Há estranhos experimentos da natureza; a síndrome de Rett é um deles. A doença se instala ao redor de um ano de idade, mas não é herdada geneticamente; surge como consequência de um defeito descrito por Huda Zoghbi em 1999: uma mutação no gene MECP2, localizado no cromossomo X. Como os meninos têm apenas uma cópia de X (que forma par com Y), desenvolvem uma doença grave que evolui com dificuldade respiratória. Poucos sobrevivem um ano ou dois.

Já as meninas podem viver até 60 ou 70 anos. São mais protegidas, pelo fato de possuir dois cromossomos X: se o gene MECP2 sofrer mutação num deles, a cópia normal presente no outro contrabalançará em parte o desequilíbrio causado.

Elas apresentam desenvolvimento neuromotor e se comportam como as outras crianças até a idade de um ano. Ao redor do primeiro aniversário, os pais percebem que a filha regride: não pronuncia palavras já conhecidas, torna-se introspectiva, desinteressada e perde a habilidade de executar certos movimentos.

Daí em diante, elas se tornam ansiosas, irritadiças e passam a exibir movimentos estereotipados com as mãos. Embora mais tarde possam recuperar parte da capacidade de interagir socialmente, o comprometimento das funções cognitivas e motoras costuma ser grave a ponto de impedir que levem a vida por conta própria.

Trabalhos recentes têm demonstrado que essas mutações não são exclusivas das meninas com síndrome de Rett; podem ocorrer também em casos de autismo, esquizofrenia, epilepsia e de retardo mental.

Esclarecer os mecanismos pelos quais mutações num único gene podem causar tal variedade de distúrbios é fundamental para entender o funcionamento do cérebro.

Todo gene é responsável pela codificação de uma proteína. A proteína codificada pelo gene MECP2 está presente em grandes quantidades nos neurônios. Ela faz parte de um grupo de proteínas conhecidas como “silenciadoras”, por bloquear a função de determinados genes.
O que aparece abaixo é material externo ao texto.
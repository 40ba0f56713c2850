use clap::Args;
use anyhow::Result;
use anyhow::bail;
use log::debug;

use pb_pairs::PairKind;
use pb_pairs::CanonicalPair;
use pb_pairs::parse_pair_list;

/// Base pair selection.
#[derive(Debug, Args)]
pub struct PairArguments {
    /// Comma-separated base pairs, e.g. "G3-C16,C4-G15" (also "3G-16C").
    #[arg(short, long, value_name = "PAIRS",
        default_value = "G3-C16,C4-G15,G5-C14,G6-C13,G11-C26,C10-G27,C9-G28")]
    pub pair: String,
}

impl PairArguments {
    pub fn canonical_pairs(&self) -> Result<Vec<CanonicalPair>> {
        let pairs = parse_pair_list(&self.pair)?;
        debug!("Parsed {} base pair(s) from '{}'", pairs.len(), self.pair);
        Ok(pairs)
    }
}

/// Upper bound on the number of rows `pb-profile` will tabulate.
pub const MAX_GRID_POINTS: usize = 1_000_000;

/// Distance grid for tabulating potentials.
#[derive(Debug, Args)]
pub struct ProfileArguments {
    /// Base pair kind (GC, GU or AU; reversed spellings are accepted).
    #[arg(short, long, default_value = "GC")]
    pub kind: PairKind,

    /// First distance (nm).
    #[arg(long, default_value_t = 0.15)]
    pub from: f64,

    /// Last distance (nm).
    #[arg(long, default_value_t = 0.6)]
    pub to: f64,

    /// Distance increment (nm).
    #[arg(long, default_value_t = 0.01)]
    pub step: f64,
}

impl ProfileArguments {
    /// Validate that all parameters make sense.
    pub fn validate(&self) -> Result<()> {
        if !(self.from.is_finite() && self.to.is_finite() && self.step.is_finite()) {
            bail!("from, to and step must be finite (got {}, {}, {})", self.from, self.to, self.step);
        }
        if !(self.step > 0.0) {
            bail!("step must be > 0 (got {})", self.step);
        }
        if self.to < self.from {
            bail!("to ({}) must not be smaller than from ({})", self.to, self.from);
        }
        if self.from < 0.0 {
            bail!("from must be a distance >= 0 (got {})", self.from);
        }
        let intervals = ((self.to - self.from) / self.step + 1e-9).floor();
        if intervals >= MAX_GRID_POINTS as f64 {
            bail!("grid from {} to {} in steps of {} exceeds {} points",
                self.from, self.to, self.step, MAX_GRID_POINTS);
        }
        Ok(())
    }

    /// Grid points from `from` to `to` (inclusive, up to rounding).
    pub fn grid(&self) -> Result<Vec<f64>> {
        self.validate()?;
        let n = ((self.to - self.from) / self.step + 1e-9).floor() as usize;
        Ok((0..=n).map(|i| self.from + i as f64 * self.step).collect())
    }
}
Mutações no gene MECP2 provocam anomalias na estrutura da proteína codificada por ele. Alterada, ela não consegue exercer sua função silenciadora sobre um gene muito ativo no sistema nervoso, que é o gene responsável pela codificação de uma proteína conhecida como BDNF, essencial para o ajuste fino na formação de novas sinapses entre os neurônios.

Para ficar claro: a mutação no gene MECP2 leva à produção de uma proteína “silenciadora” defeituosa, incapaz de silenciar no momento adequado o gene que coordena a produção do BDNF, fator encarregado de ajustar a formação de novas sinapses, os espaços através dos quais o fluxo de informações trafega de um neurônio para outro.

Todos dizem que perdemos neurônios ao envelhecermos. É verdade – embora ninguém saiba o que isso significa -, mas nada se compara aos bilhões perdidos ao ensaiarmos os primeiros passos. A nova perspectiva que as imagens do mundo adquirem com o corpo na vertical, obriga nossos neurônios a recriar a arquitetura do sistema de conexões. Nessa fase, os neurônios incapazes de estabelecer novas conexões para adaptar-se à nova realidade, morrem, no melhor estilo de competição e seleção natural, como nos ensinaram Wallace e Darwin.

Nos estágios iniciais da vida, as sinapses seguem o plano arquitetado pela programação genética. É a interação com o meio que faz o ajuste fino das conexões essenciais para o desenvolvimento. Se nessa fase, uma mutação genética faz aparecer uma proteína defeituosa, que não silencia no momento preciso, o gene que produz BNDF, essencial para a formação de novas sinapses, estamos diante de um problema sério.

Não é à toa que os primeiros sinais da síndrome de Rett aparecem ao redor de um ano de idade, época em que nosso cérebro é obrigado a exibir a mais importante de suas habilidades: a plasticidade condicionada pela experiência. Graças a ela somos os únicos animais capazes de viver nas geleiras da Groenlândia e no deserto do Saara, de escrever livros e de compor sinfonias.